BLACKPINK made history twice in one week. Their comeback single "JUMP," released July 4, 2025, debuted at No. 28 on the Billboard Hot 100 on the chart dated July 26 — the group's 10th career Hot 100 entry, making them the first female K-pop act to achieve that milestone.

The Tenth Entry and What It Means

Ten songs on the Billboard Hot 100 is a number that requires context. The chart was established in 1958; in its 67-year history, the vast majority of international pop acts never chart there at all. For BLACKPINK to reach a tenth entry means they have placed more songs on the defining US singles chart than virtually any non-English-language act in the chart's modern era. Among female K-pop acts, this is not a record anyone else is close to matching.

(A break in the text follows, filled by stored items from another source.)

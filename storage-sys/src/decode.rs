// SPDX-License-Identifier: GPL-3.0-only

//! Structured decoding of diskutil output

use storage_types::{DiskInfo, SystemPartitions};
use tracing::debug;

use crate::error::{DiskutilError, Result};

/// Turns raw diskutil output into domain records
pub trait Decoder: Send + Sync {
    fn decode_disk_info(&self, raw: &[u8]) -> Result<DiskInfo>;

    fn decode_system_partitions(&self, raw: &[u8]) -> Result<SystemPartitions>;
}

/// Decodes XML or binary property lists
#[derive(Debug, Clone, Copy, Default)]
pub struct PlistDecoder;

impl Decoder for PlistDecoder {
    fn decode_disk_info(&self, raw: &[u8]) -> Result<DiskInfo> {
        let disk: DiskInfo = plist::from_bytes(raw).map_err(|source| DiskutilError::Decode {
            record: "disk information",
            source,
        })?;
        debug!("Decoded disk information for {}", disk.device_identifier);
        Ok(disk)
    }

    fn decode_system_partitions(&self, raw: &[u8]) -> Result<SystemPartitions> {
        let partitions: SystemPartitions =
            plist::from_bytes(raw).map_err(|source| DiskutilError::Decode {
                record: "system partitions",
                source,
            })?;
        debug!(
            "Decoded {} top-level disks",
            partitions.all_disks_and_partitions.len()
        );
        Ok(partitions)
    }
}


#[cfg(test)]
mod tests {
    use super::fixtures::*;
    use super::*;

    #[test]
    fn decodes_volume_info() {
        let disk = PlistDecoder
            .decode_disk_info(volume_info("disk1s1", Some("disk0s2")).as_bytes())
            .expect("decode info");

        assert_eq!(disk.device_identifier, "disk1s1");
        assert_eq!(disk.physical_store(), Some("disk0s2"));
        assert_eq!(disk.apfs_container_reference.as_deref(), Some("disk1"));
        assert!(!disk.is_mounted());
        assert_eq!(disk.free_space(), Some(52_428_800_000));
    }

    #[test]
    fn decodes_volume_info_without_store() {
        let disk = PlistDecoder
            .decode_disk_info(volume_info("disk1s2", None).as_bytes())
            .expect("decode info");
        assert!(disk.needs_physical_store());
    }

    #[test]
    fn decodes_listing_tree() {
        let parts = PlistDecoder
            .decode_system_partitions(LISTING.as_bytes())
            .expect("decode listing");

        assert_eq!(parts.whole_disks, ["disk0", "disk1"]);
        assert_eq!(parts.all_disks_and_partitions.len(), 2);

        let disk0 = parts.find_disk("disk0").expect("disk0");
        assert_eq!(disk0.partitions.len(), 2);
        assert!(disk0.partitions[1].is_apfs_physical_store());

        let container = parts.find_disk("disk1").expect("disk1");
        assert!(container.is_apfs_container());
        assert_eq!(
            parts.find_volume("disk1s1").unwrap().physical_store(),
            Some("disk1")
        );
        assert!(parts.find_volume("disk1s2").unwrap().needs_physical_store());
    }

    #[test]
    fn decoded_listing_keeps_diskutil_key_names() {
        let parts = PlistDecoder
            .decode_system_partitions(LISTING.as_bytes())
            .expect("decode listing");

        let json = serde_json::to_value(&parts).expect("serialize listing");

        assert_eq!(json["WholeDisks"], serde_json::json!(["disk0", "disk1"]));
        let container = &json["AllDisksAndPartitions"][1];
        assert_eq!(container["DeviceIdentifier"], "disk1");
        assert_eq!(container["APFSVolumes"][0]["APFSPhysicalStore"], "disk1");
        assert!(container["APFSVolumes"][1]["APFSPhysicalStore"].is_null());
    }

    #[test]
    fn malformed_output_is_a_decode_error() {
        let error = PlistDecoder
            .decode_system_partitions(b"Unable to find disk")
            .unwrap_err();
        assert!(matches!(
            error,
            DiskutilError::Decode {
                record: "system partitions",
                ..
            }
        ));
    }

    #[test]
    fn missing_device_identifier_is_a_decode_error() {
        let raw = r#"<?xml version="1.0" encoding="UTF-8"?>
<plist version="1.0"><dict><key>Size</key><integer>1</integer></dict></plist>"#;
        assert!(PlistDecoder.decode_disk_info(raw.as_bytes()).is_err());
    }
}
// SPDX-License-Identifier: GPL-3.0-only

//! Subprocess execution
//!
//! Everything diskutil related goes through [`CommandRunner`] so the
//! pipeline can be driven by a scripted runner in tests.

use std::path::Path;
use std::process::Command;

use thiserror::Error;
use tracing::{debug, warn};

/// Captured output of a finished command
#[derive(Debug, Clone, Default, PartialEq, Eq)]
pub struct CommandOutput {
    pub stdout: String,
    pub stderr: String,
}

#[derive(Debug, Error)]
pub enum RunError {
    #[error("empty command")]
    EmptyCommand,

    #[error("failed to execute {command}: {source}")]
    Spawn {
        command: String,
        #[source]
        source: std::io::Error,
    },

    #[error("{command} exited with {status}")]
    Exit {
        command: String,
        status: String,
        output: CommandOutput,
    },
}

impl RunError {
    /// Standard error text captured before the failure, empty when the
    /// command never ran
    pub fn stderr(&self) -> &str {
        match self {
            Self::Exit { output, .. } => &output.stderr,
            Self::EmptyCommand | Self::Spawn { .. } => "",
        }
    }
}

/// Executes an argument vector and captures its output
pub trait CommandRunner: Send + Sync {
    fn execute(
        &self,
        argv: &[String],
        working_dir: Option<&Path>,
        env: &[(String, String)],
    ) -> Result<CommandOutput, RunError>;
}

impl<R: CommandRunner + ?Sized> CommandRunner for &R {
    fn execute(
        &self,
        argv: &[String],
        working_dir: Option<&Path>,
        env: &[(String, String)],
    ) -> Result<CommandOutput, RunError> {
        (**self).execute(argv, working_dir, env)
    }
}

pub fn render(argv: &[String]) -> String {
    argv.join(" ")
}

/// Runs commands as child processes of the current process
#[derive(Debug, Clone, Copy, Default)]
pub struct SystemRunner;

impl CommandRunner for SystemRunner {
    fn execute(
        &self,
        argv: &[String],
        working_dir: Option<&Path>,
        env: &[(String, String)],
    ) -> Result<CommandOutput, RunError> {
        let (program, args) = argv.split_first().ok_or(RunError::EmptyCommand)?;
        let rendered = render(argv);
        debug!("Running {}", rendered);

        let mut command = Command::new(program);
        command.args(args);
        if let Some(dir) = working_dir {
            command.current_dir(dir);
        }
        command.envs(env.iter().map(|(key, value)| (key, value)));

        let output = command.output().map_err(|source| RunError::Spawn {
            command: rendered.clone(),
            source,
        })?;

        let captured = CommandOutput {
            stdout: String::from_utf8_lossy(&output.stdout).to_string(),
            stderr: String::from_utf8_lossy(&output.stderr).to_string(),
        };

        if !output.status.success() {
            warn!("{} failed: {}", rendered, captured.stderr.trim());
            return Err(RunError::Exit {
                command: rendered,
                status: output.status.to_string(),
                output: captured,
            });
        }

        Ok(captured)
    }
}
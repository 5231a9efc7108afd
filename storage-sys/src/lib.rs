// SPDX-License-Identifier: GPL-3.0-only

//! macOS diskutil operations for storage management
//!
//! This crate wraps the `diskutil` command-line tool:
//! - Reading disk information and the system partition listing as typed records
//! - Backfilling APFS physical stores on releases whose output omits them
//! - Repairing disks and resizing APFS containers
//!
//! Host release detection picks the behavior once; everything after that goes
//! through [`Diskutil`].

pub mod backfill;
pub mod command;
pub mod config;
pub mod decode;
pub mod diskutil;
pub mod error;
pub mod logging;
pub mod release;
pub mod runner;

pub use backfill::Strategy;
pub use command::{CommandBuilder, ContainerSize, DiskutilCommand};
pub use config::{Config, LogLevel};
pub use decode::{Decoder, PlistDecoder};
pub use diskutil::{DiskUtility, Diskutil, Fetched};
pub use error::{
    check_grow_free_space, BackfillError, BackfillFailure, DiskutilError, FreeSpaceError, Result,
    VolumeBackfillError, MINIMUM_GROW_FREE_SPACE,
};
pub use release::{Product, Profile, Release};
pub use runner::{CommandOutput, CommandRunner, RunError, SystemRunner};
// SPDX-License-Identifier: GPL-3.0-only

//! Release-aware diskutil wrapper
//!
//! [`Diskutil`] runs every read as invoke → decode → backfill. The backfill
//! step only happens for releases whose profile requires it, and its failure
//! never discards the decoded record: it comes back as the diagnostic of a
//! [`Fetched`] value instead.

use semver::Version;
use storage_types::{DiskInfo, SystemPartitions};
use tracing::{debug, info};

use crate::backfill::{self, Strategy};
use crate::command::{CommandBuilder, ContainerSize, DiskutilCommand};
use crate::config::Config;
use crate::decode::{Decoder, PlistDecoder};
use crate::error::{BackfillError, DiskutilError, Result};
use crate::release::{Product, Profile, Release};
use crate::runner::{CommandRunner, SystemRunner};

/// A decoded record plus an optional backfill diagnostic.
///
/// A diagnostic means the record is usable but some APFS volumes are still
/// missing their physical store.
#[derive(Debug)]
pub struct Fetched<T> {
    value: T,
    diagnostic: Option<BackfillError>,
}

impl<T> Fetched<T> {
    pub fn complete(value: T) -> Self {
        Self {
            value,
            diagnostic: None,
        }
    }

    pub fn incomplete(value: T, diagnostic: BackfillError) -> Self {
        Self {
            value,
            diagnostic: Some(diagnostic),
        }
    }

    pub fn value(&self) -> &T {
        &self.value
    }

    pub fn into_value(self) -> T {
        self.value
    }

    pub fn diagnostic(&self) -> Option<&BackfillError> {
        self.diagnostic.as_ref()
    }

    pub fn is_complete(&self) -> bool {
        self.diagnostic.is_none()
    }

    pub fn into_parts(self) -> (T, Option<BackfillError>) {
        (self.value, self.diagnostic)
    }

    /// Treat an incomplete record as an error
    pub fn into_result(self) -> Result<T> {
        match self.diagnostic {
            None => Ok(self.value),
            Some(diagnostic) => Err(DiskutilError::Backfill(diagnostic)),
        }
    }
}

/// Operations offered on top of macOS diskutil
pub trait DiskUtility {
    /// Information for one disk, partition, container or volume
    fn info(&self, id: &str) -> Result<Fetched<DiskInfo>>;

    /// Every disk and partition, filtered by `args` as `diskutil list` would
    fn list(&self, args: &[String]) -> Result<Fetched<SystemPartitions>>;

    /// Repair the given disk. Needs root.
    fn repair_disk(&self, id: &str) -> Result<String>;

    /// Resize an APFS container; [`ContainerSize::Maximum`] grows it into
    /// all available space
    fn resize_container(&self, id: &str, size: &ContainerSize) -> Result<String>;
}

/// diskutil bound to one host release
pub struct Diskutil<R = SystemRunner, D = PlistDecoder> {
    product: Product,
    profile: Profile,
    commands: CommandBuilder,
    strategy: Strategy,
    runner: R,
    decoder: D,
}

impl Diskutil {
    /// Detect the host release and configure diskutil from `config`
    pub fn from_config(config: &Config) -> Result<Self> {
        let sw_vers = config.sw_vers_path();
        let product = Product::detect(&SystemRunner, &sw_vers.to_string_lossy())?;
        Ok(Self::for_product(product, SystemRunner, PlistDecoder).with_config(config))
    }
}

impl<R: CommandRunner, D: Decoder> Diskutil<R, D> {
    /// Bind to the release named by `release` ("mojave", "big sur", ...)
    pub fn select(release: &str, version: Version, runner: R, decoder: D) -> Result<Self> {
        let release: Release = release.parse()?;
        Ok(Self::for_product(
            Product::new(release, version),
            runner,
            decoder,
        ))
    }

    pub fn for_product(product: Product, runner: R, decoder: D) -> Self {
        let profile = product.release.profile();
        info!(
            "Using {:?} diskutil profile for macOS {} {}",
            profile, product.release, product.version
        );

        Self {
            product,
            profile,
            commands: CommandBuilder::default(),
            strategy: Strategy::default(),
            runner,
            decoder,
        }
    }

    pub fn with_commands(mut self, commands: CommandBuilder) -> Self {
        self.commands = commands;
        self
    }

    pub fn with_strategy(mut self, strategy: Strategy) -> Self {
        self.strategy = strategy;
        self
    }

    pub fn with_config(self, config: &Config) -> Self {
        self.with_commands(config.commands())
            .with_strategy(config.strategy())
    }

    pub fn profile(&self) -> Profile {
        self.profile
    }

    pub fn release(&self) -> Release {
        self.product.release
    }

    /// Exact product version; no behavior depends on it yet
    pub fn version(&self) -> &Version {
        &self.product.version
    }

    fn run(&self, command: &DiskutilCommand) -> Result<String> {
        let argv = self.commands.argv(command)?;
        debug!("diskutil: {}", command.operation());
        let output =
            self.runner
                .execute(&argv, None, &[])
                .map_err(|source| DiskutilError::Command {
                    operation: command.operation(),
                    stderr: source.stderr().to_string(),
                    source,
                })?;
        Ok(output.stdout)
    }

    /// Invoke and decode `diskutil info` without any backfill
    fn fetch_info(&self, id: &str) -> Result<DiskInfo> {
        let raw = self.run(&DiskutilCommand::Info { id: id.to_string() })?;
        self.decoder.decode_disk_info(raw.as_bytes())
    }

    /// Invoke and decode `diskutil list` without any backfill
    fn fetch_list(&self, args: &[String]) -> Result<SystemPartitions> {
        let raw = self.run(&DiskutilCommand::List {
            args: args.to_vec(),
        })?;
        self.decoder.decode_system_partitions(raw.as_bytes())
    }
}

impl<R: CommandRunner, D: Decoder> DiskUtility for Diskutil<R, D> {
    fn info(&self, id: &str) -> Result<Fetched<DiskInfo>> {
        let mut disk = self.fetch_info(id)?;

        if self.profile == Profile::Standard {
            return Ok(Fetched::complete(disk));
        }

        match backfill::backfill_disk_info(&mut disk, |id| self.fetch_info(id)) {
            Ok(()) => Ok(Fetched::complete(disk)),
            Err(diagnostic) => Ok(Fetched::incomplete(disk, diagnostic)),
        }
    }

    fn list(&self, args: &[String]) -> Result<Fetched<SystemPartitions>> {
        let mut partitions = self.fetch_list(args)?;

        if self.profile == Profile::Standard {
            return Ok(Fetched::complete(partitions));
        }

        match backfill::backfill_system_partitions(
            &mut partitions,
            |id| self.fetch_info(id),
            self.strategy,
        ) {
            Ok(()) => Ok(Fetched::complete(partitions)),
            Err(diagnostic) => Ok(Fetched::incomplete(partitions, diagnostic)),
        }
    }

    fn repair_disk(&self, id: &str) -> Result<String> {
        info!("Repairing disk {}", id);
        self.run(&DiskutilCommand::RepairDisk { id: id.to_string() })
    }

    fn resize_container(&self, id: &str, size: &ContainerSize) -> Result<String> {
        info!("Resizing container {} to {}", id, size);
        self.run(&DiskutilCommand::ResizeContainer {
            id: id.to_string(),
            size: size.clone(),
        })
    }
}
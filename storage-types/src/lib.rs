// SPDX-License-Identifier: GPL-3.0-only

//! Canonical records for disks reported by macOS `diskutil`
//!
//! These types are the decoded form of diskutil's plist output:
//!
//! - `DiskInfo` → one disk, partition, container or volume (`diskutil info`)
//! - `SystemPartitions` → the whole-system tree (`diskutil list`)
//!
//! Field names follow diskutil's PascalCase plist keys through serde renames,
//! so any serde format carrying the same keys decodes into them.

pub mod disk;
pub mod partition;

pub use disk::{
    APFS_CONTAINER_CONTENT, APFS_FILESYSTEM_TYPE, APFS_PHYSICAL_STORE_CONTENT,
    APFS_VOLUME_CONTENT, ApfsPhysicalStore, DiskInfo,
};
pub use partition::{ApfsPhysicalStoreId, ApfsVolume, DiskPart, Partition, SystemPartitions};
// SPDX-License-Identifier: GPL-3.0-only

//! Host release resolution
//!
//! diskutil's output differs between macOS releases. Every supported release
//! maps to one [`Profile`] here; the pipeline only ever looks at the profile.

use std::fmt;
use std::str::FromStr;

use semver::Version;
use tracing::debug;

use crate::error::{DiskutilError, Result};
use crate::runner::CommandRunner;

/// How decoded records have to be treated after a read
#[derive(Debug, Clone, Copy, PartialEq, Eq)]
pub enum Profile {
    /// diskutil output is complete
    Standard,
    /// diskutil leaves out APFS physical stores; they are fetched per volume
    BackfillRequired,
}

/// Supported macOS releases, oldest first
#[derive(Debug, Clone, Copy, PartialEq, Eq, PartialOrd, Ord, Hash)]
pub enum Release {
    Mojave,
    Catalina,
    BigSur,
    Monterey,
}

impl Release {
    pub const ALL: [Release; 4] = [
        Release::Mojave,
        Release::Catalina,
        Release::BigSur,
        Release::Monterey,
    ];

    pub fn profile(self) -> Profile {
        match self {
            Self::Mojave => Profile::BackfillRequired,
            Self::Catalina | Self::BigSur | Self::Monterey => Profile::Standard,
        }
    }

    /// Release shipped with the given `sw_vers -productVersion`
    pub fn for_version(version: &Version) -> Result<Self> {
        match (version.major, version.minor) {
            (10, 14) => Ok(Self::Mojave),
            (10, 15) => Ok(Self::Catalina),
            (11, _) => Ok(Self::BigSur),
            (12, _) => Ok(Self::Monterey),
            _ => Err(DiskutilError::UnsupportedRelease(version.to_string())),
        }
    }

    pub fn name(self) -> &'static str {
        match self {
            Self::Mojave => "Mojave",
            Self::Catalina => "Catalina",
            Self::BigSur => "Big Sur",
            Self::Monterey => "Monterey",
        }
    }
}

impl fmt::Display for Release {
    fn fmt(&self, f: &mut fmt::Formatter<'_>) -> fmt::Result {
        f.write_str(self.name())
    }
}

impl FromStr for Release {
    type Err = DiskutilError;

    fn from_str(identifier: &str) -> Result<Self> {
        let normalized: String = identifier
            .trim()
            .chars()
            .filter(|c| !matches!(c, ' ' | '_' | '-'))
            .collect::<String>()
            .to_ascii_lowercase();

        match normalized.as_str() {
            "mojave" => Ok(Self::Mojave),
            "catalina" => Ok(Self::Catalina),
            "bigsur" => Ok(Self::BigSur),
            "monterey" => Ok(Self::Monterey),
            _ => Err(DiskutilError::UnsupportedRelease(identifier.to_string())),
        }
    }
}

/// The host's macOS product: release plus exact version
#[derive(Debug, Clone, PartialEq, Eq)]
pub struct Product {
    pub release: Release,
    pub version: Version,
}

impl Product {
    pub fn new(release: Release, version: Version) -> Self {
        Self { release, version }
    }

    /// Parse `sw_vers -productVersion` output such as "10.14.6" or "12.1"
    pub fn from_product_version(raw: &str) -> Result<Self> {
        let version = parse_product_version(raw)?;
        let release = Release::for_version(&version)?;
        Ok(Self { release, version })
    }

    /// Ask the host for its product version
    pub fn detect<R: CommandRunner>(runner: &R, sw_vers: &str) -> Result<Self> {
        let argv = vec![sw_vers.to_string(), "-productVersion".to_string()];
        let output = runner
            .execute(&argv, None, &[])
            .map_err(|source| DiskutilError::Command {
                operation: "read the product version",
                stderr: source.stderr().to_string(),
                source,
            })?;

        let product = Self::from_product_version(&output.stdout)?;
        debug!("Detected macOS {} ({})", product.release, product.version);
        Ok(product)
    }
}

fn parse_product_version(raw: &str) -> Result<Version> {
    let trimmed = raw.trim();
    let invalid = |reason: &str| DiskutilError::InvalidProductVersion {
        version: trimmed.to_string(),
        reason: reason.to_string(),
    };

    let parts: Vec<&str> = trimmed.split('.').collect();
    if parts.is_empty() || parts.len() > 3 {
        return Err(invalid("expected major[.minor[.patch]]"));
    }

    let mut numbers = [0u64; 3];
    for (slot, part) in numbers.iter_mut().zip(&parts) {
        *slot = part
            .parse()
            .map_err(|_| invalid("components must be numeric"))?;
    }

    Ok(Version::new(numbers[0], numbers[1], numbers[2]))
}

The group's Hot 100 history traces the arc of K-pop's globalization. Their first entry came with "Ice Cream" (feat. Selena Gomez) in 2020 — a collaboration designed in part for English-language penetration. "JUMP" arrives at No. 28 as a Korean-language song without a US artist feature, making the chart position a cleaner measure of BLACKPINK's authentic Western audience. The fact that "JUMP" reached No. 28 on its own terms is arguably more significant than any previous entry that benefited from collaborative commercial infrastructure.

BLACKPINK Billboard Hot 100 Career Entries BLACKPINK's 10 Billboard Hot 100 entries, with JUMP debuting at #28 as their highest all-Korean-language entry BLACKPINK Hot 100 Career Entries — Selected Highlights #70 Ice Cream 2020 #57 Lovesick Girls 2020 #22 Pink Venom 2022 #23 Shut Down 2022 #29 Flower (Jisoo) 2023 #28 ★ JUMP 2025 (10th) #1 #40 #80 ★ 10th career entry — First female K-pop act to reach 10 Hot 100 entries | Source: Billboard

A Second Historic Milestone: Dance Digital Song Sales No. 1

"JUMP" also became the first K-pop group song ever to top the Billboard Dance Digital Song Sales chart — a milestone distinct from the Hot 100 achievement but equally significant in its own domain. The Dance category positions BLACKPINK within a specific genre framework that connects them to Western electronic dance music audiences rather than just the K-pop-adjacent streaming base. Topping a genre chart on American soil, as a Korean-language act, signals market integration at a level beyond what Hot 100 chart positions alone can confirm.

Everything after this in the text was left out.